• **PROBLEM TO WORK ON**
The whole listing needs to be returned exactly as it appears.
═════ RECORDED INFORMATION
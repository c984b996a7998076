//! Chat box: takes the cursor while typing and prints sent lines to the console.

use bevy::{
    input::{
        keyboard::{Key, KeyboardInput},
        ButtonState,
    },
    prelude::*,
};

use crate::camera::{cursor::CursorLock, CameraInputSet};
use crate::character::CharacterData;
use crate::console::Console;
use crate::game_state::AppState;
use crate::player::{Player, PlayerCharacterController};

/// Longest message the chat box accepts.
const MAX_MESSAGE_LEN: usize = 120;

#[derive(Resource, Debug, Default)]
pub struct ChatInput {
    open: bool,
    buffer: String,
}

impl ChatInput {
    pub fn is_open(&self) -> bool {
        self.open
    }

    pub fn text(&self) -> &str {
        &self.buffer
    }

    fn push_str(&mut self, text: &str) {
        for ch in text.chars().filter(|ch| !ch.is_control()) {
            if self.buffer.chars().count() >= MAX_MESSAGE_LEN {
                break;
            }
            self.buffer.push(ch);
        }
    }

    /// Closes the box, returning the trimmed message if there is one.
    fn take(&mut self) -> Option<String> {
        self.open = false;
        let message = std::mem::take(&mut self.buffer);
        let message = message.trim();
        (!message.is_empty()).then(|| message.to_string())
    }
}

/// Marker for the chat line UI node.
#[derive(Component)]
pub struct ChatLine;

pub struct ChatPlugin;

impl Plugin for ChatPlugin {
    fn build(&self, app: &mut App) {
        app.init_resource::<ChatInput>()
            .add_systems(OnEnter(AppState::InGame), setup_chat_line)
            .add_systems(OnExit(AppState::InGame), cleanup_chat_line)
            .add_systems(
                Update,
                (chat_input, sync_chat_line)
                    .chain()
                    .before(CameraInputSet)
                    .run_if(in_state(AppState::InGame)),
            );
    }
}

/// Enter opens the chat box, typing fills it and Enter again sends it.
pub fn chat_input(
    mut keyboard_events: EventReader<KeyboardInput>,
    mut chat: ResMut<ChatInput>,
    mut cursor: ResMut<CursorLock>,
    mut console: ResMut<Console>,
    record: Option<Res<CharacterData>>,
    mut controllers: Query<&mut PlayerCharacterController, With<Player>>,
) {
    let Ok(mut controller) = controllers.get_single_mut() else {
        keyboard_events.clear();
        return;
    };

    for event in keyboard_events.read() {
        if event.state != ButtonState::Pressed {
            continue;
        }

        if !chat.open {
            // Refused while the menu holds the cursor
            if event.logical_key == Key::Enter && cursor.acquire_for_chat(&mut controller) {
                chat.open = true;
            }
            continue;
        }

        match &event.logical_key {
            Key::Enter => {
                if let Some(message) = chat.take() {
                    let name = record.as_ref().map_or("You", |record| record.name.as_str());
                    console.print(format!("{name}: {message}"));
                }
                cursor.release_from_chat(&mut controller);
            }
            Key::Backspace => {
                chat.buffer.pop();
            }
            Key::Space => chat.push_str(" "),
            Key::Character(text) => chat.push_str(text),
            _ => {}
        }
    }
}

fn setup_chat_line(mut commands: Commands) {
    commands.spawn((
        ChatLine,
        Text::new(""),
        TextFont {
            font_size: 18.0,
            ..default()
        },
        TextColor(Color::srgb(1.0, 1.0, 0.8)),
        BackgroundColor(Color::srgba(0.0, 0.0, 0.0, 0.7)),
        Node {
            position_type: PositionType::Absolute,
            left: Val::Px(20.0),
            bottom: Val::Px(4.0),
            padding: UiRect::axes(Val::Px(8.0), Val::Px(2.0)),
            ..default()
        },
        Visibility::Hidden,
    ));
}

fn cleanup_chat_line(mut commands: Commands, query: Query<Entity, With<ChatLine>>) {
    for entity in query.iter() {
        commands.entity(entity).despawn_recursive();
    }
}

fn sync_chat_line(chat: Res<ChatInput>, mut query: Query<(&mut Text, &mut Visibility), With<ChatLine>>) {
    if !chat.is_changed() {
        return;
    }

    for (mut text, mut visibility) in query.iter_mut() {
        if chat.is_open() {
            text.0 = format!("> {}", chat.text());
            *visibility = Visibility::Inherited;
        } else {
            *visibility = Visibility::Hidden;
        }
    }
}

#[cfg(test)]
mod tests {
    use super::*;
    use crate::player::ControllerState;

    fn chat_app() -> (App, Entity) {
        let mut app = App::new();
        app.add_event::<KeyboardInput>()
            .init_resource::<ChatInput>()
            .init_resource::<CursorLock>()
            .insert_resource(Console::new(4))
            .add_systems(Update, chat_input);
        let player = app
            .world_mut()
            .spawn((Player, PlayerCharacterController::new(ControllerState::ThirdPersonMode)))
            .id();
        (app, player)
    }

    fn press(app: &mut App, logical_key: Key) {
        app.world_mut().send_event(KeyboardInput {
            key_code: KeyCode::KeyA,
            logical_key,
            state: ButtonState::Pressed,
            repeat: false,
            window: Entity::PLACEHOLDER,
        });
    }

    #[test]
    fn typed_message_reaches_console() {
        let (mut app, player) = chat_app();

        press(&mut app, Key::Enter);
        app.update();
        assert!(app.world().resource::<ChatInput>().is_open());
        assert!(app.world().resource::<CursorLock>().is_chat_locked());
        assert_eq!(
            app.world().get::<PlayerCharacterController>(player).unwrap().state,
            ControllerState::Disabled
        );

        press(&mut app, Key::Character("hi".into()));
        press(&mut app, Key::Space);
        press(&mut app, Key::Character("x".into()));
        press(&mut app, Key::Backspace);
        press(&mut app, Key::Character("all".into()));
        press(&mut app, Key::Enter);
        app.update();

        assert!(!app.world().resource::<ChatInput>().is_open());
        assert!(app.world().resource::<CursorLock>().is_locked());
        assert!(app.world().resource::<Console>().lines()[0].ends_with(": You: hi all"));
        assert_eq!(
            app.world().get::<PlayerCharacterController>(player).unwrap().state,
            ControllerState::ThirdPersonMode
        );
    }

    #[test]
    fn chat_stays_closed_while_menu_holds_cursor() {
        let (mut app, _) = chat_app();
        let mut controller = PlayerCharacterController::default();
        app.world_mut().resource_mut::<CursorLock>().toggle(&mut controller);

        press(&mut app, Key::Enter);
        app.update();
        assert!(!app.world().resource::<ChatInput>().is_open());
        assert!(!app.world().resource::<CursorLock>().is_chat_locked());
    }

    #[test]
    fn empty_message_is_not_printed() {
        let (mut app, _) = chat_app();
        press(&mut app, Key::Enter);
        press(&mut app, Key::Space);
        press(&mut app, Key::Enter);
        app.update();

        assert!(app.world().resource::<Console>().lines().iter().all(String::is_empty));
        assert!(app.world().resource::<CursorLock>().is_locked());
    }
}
══════════
• **COMPLETED EXERCISE**
repository c984b996a7998076
//! Chat box: takes the cursor while typing and prints sent lines to the console.

use bevy::{
    input::{
        keyboard::{Key, KeyboardInput},
        ButtonState,
    },
    prelude::*,
};

use crate::camera::{cursor::CursorLock, CameraInputSet};
use crate::character::CharacterData;
use crate::console::Console;
use crate::game_state::AppState;
use crate::player::{Player, PlayerCharacterController};

/// Longest message the chat box accepts.
const MAX_MESSAGE_LEN: usize = 120;

#[derive(Resource, Debug, Default)]
pub struct ChatInput {
    open: bool,
    buffer: String,
}

impl ChatInput {
    pub fn is_open(&self) -> bool {
        self.open
    }

    pub fn text(&self) -> &str {
        &self.buffer
    }

    fn push_str(&mut self, text: &str) {
        for ch in text.chars().filter(|ch| !ch.is_control()) {
            if self.buffer.chars().count() >= MAX_MESSAGE_LEN {
                break;
            }
            self.buffer.push(ch);
        }
    }

    /// Closes the box, returning the trimmed message if there is one.
    fn take(&mut self) -> Option<String> {
        self.open = false;
        let message = std::mem::take(&mut self.buffer);
        let message = message.trim();
        (!message.is_empty()).then(|| message.to_string())
    }
}

/// Marker for the chat line UI node.
#[derive(Component)]
pub struct ChatLine;

pub struct ChatPlugin;

impl Plugin for ChatPlugin {
    fn build(&self, app: &mut App) {
        app.init_resource::<ChatInput>()
            .add_systems(OnEnter(AppState::InGame), setup_chat_line)
            .add_systems(OnExit(AppState::InGame), cleanup_chat_line)
            .add_systems(
                Update,
                (chat_input, sync_chat_line)
                    .chain()
                    .before(CameraInputSet)
                    .run_if(in_state(AppState::InGame)),
            );
    }
}

/// Enter opens the chat box, typing fills it and Enter again sends it.
pub fn chat_input(
    mut keyboard_events: EventReader<KeyboardInput>,
    mut chat: ResMut<ChatInput>,
    mut cursor: ResMut<CursorLock>,
    mut console: ResMut<Console>,
    record: Option<Res<CharacterData>>,
    mut controllers: Query<&mut PlayerCharacterController, With<Player>>,
) {
    let Ok(mut controller) = controllers.get_single_mut() else {
        keyboard_events.clear();
        return;
    };

    for event in keyboard_events.read() {
        if event.state != ButtonState::Pressed {
            continue;
        }

        if !chat.open {
            // Refused while the menu holds the cursor
            if event.logical_key == Key::Enter && cursor.acquire_for_chat(&mut controller) {
                chat.open = true;
            }
            continue;
        }

        match &event.logical_key {
            Key::Enter => {
                if let Some(message) = chat.take() {
                    let name = record.as_ref().map_or("You", |record| record.name.as_str());
                    console.print(format!("{name}: {message}"));
                }
                cursor.release_from_chat(&mut controller);
            }
            Key::Backspace => {
                chat.buffer.pop();
            }
            Key::Space => chat.push_str(" "),
            Key::Character(text) => chat.push_str(text),
            _ => {}
        }
    }
}

fn setup_chat_line(mut commands: Commands) {
    commands.spawn((
        ChatLine,
        Text::new(""),
        TextFont {
            font_size: 18.0,
            ..default()
        },
        TextColor(Color::srgb(1.0, 1.0, 0.8)),
        BackgroundColor(Color::srgba(0.0, 0.0, 0.0, 0.7)),
        Node {
            position_type: PositionType::Absolute,
            left: Val::Px(20.0),
            bottom: Val::Px(4.0),
            padding: UiRect::axes(Val::Px(8.0), Val::Px(2.0)),
            ..default()
        },
        Visibility::Hidden,
    ));
}

fn cleanup_chat_line(mut commands: Commands, query: Query<Entity, With<ChatLine>>) {
    for entity in query.iter() {
        commands.entity(entity).despawn_recursive();
    }
}

fn sync_chat_line(chat: Res<ChatInput>, mut query: Query<(&mut Text, &mut Visibility), With<ChatLine>>) {
    if !chat.is_changed() {
        return;
    }

    for (mut text, mut visibility) in query.iter_mut() {
        if chat.is_open() {
            text.0 = format!("> {}", chat.text());
            *visibility = Visibility::Inherited;
        } else {
            *visibility = Visibility::Hidden;
        }
    }
}

#[cfg(test)]
mod tests {
    use super::*;
    use crate::player::ControllerState;

    fn chat_app() -> (App, Entity) {
        let mut app = App::new();
        app.add_event::<KeyboardInput>()
            .init_resource::<ChatInput>()
            .init_resource::<CursorLock>()
            .insert_resource(Console::new(4))
            .add_systems(Update, chat_input);
        let player = app
            .world_mut()
            .spawn((Player, PlayerCharacterController::new(ControllerState::ThirdPersonMode)))
            .id();
        (app, player)
    }

    fn press(app: &mut App, logical_key: Key) {
        app.world_mut().send_event(KeyboardInput {
            key_code: KeyCode::KeyA,
            logical_key,
            state: ButtonState::Pressed,
            repeat: false,
            window: Entity::PLACEHOLDER,
        });
    }

    #[test]
    fn typed_message_reaches_console() {
        let (mut app, player) = chat_app();

        press(&mut app, Key::Enter);
        app.update();
        assert!(app.world().resource::<ChatInput>().is_open());
        assert!(app.world().resource::<CursorLock>().is_chat_locked());
        assert_eq!(
            app.world().get::<PlayerCharacterController>(player).unwrap().state,
            ControllerState::Disabled
        );

        press(&mut app, Key::Character("hi".into()));
        press(&mut app, Key::Space);
        press(&mut app, Key::Character("x".into()));
        press(&mut app, Key::Backspace);
        press(&mut app, Key::Character("all".into()));
        press(&mut app, Key::Enter);
        app.update();

        assert!(!app.world().resource::<ChatInput>().is_open());
        assert!(app.world().resource::<CursorLock>().is_locked());
        assert!(app.world().resource::<Console>().lines()[0].ends_with(": You: hi all"));
        assert_eq!(
            app.world().get::<PlayerCharacterController>(player).unwrap().state,
            ControllerState::ThirdPersonMode
        );
    }

    #[test]
    fn chat_stays_closed_while_menu_holds_cursor() {
        let (mut app, _) = chat_app();
        let mut controller = PlayerCharacterController::default();
        app.world_mut().resource_mut::<CursorLock>().toggle(&mut controller);

        press(&mut app, Key::Enter);
        app.update();
        assert!(!app.world().resource::<ChatInput>().is_open());
        assert!(!app.world().resource::<CursorLock>().is_chat_locked());
    }

    #[test]
    fn empty_message_is_not_printed() {
        let (mut app, _) = chat_app();
        press(&mut app, Key::Enter);
        press(&mut app, Key::Space);
        press(&mut app, Key::Enter);
        app.update();

        assert!(app.world().resource::<Console>().lines().iter().all(String::is_empty));
        assert!(app.world().resource::<CursorLock>().is_locked());
    }
}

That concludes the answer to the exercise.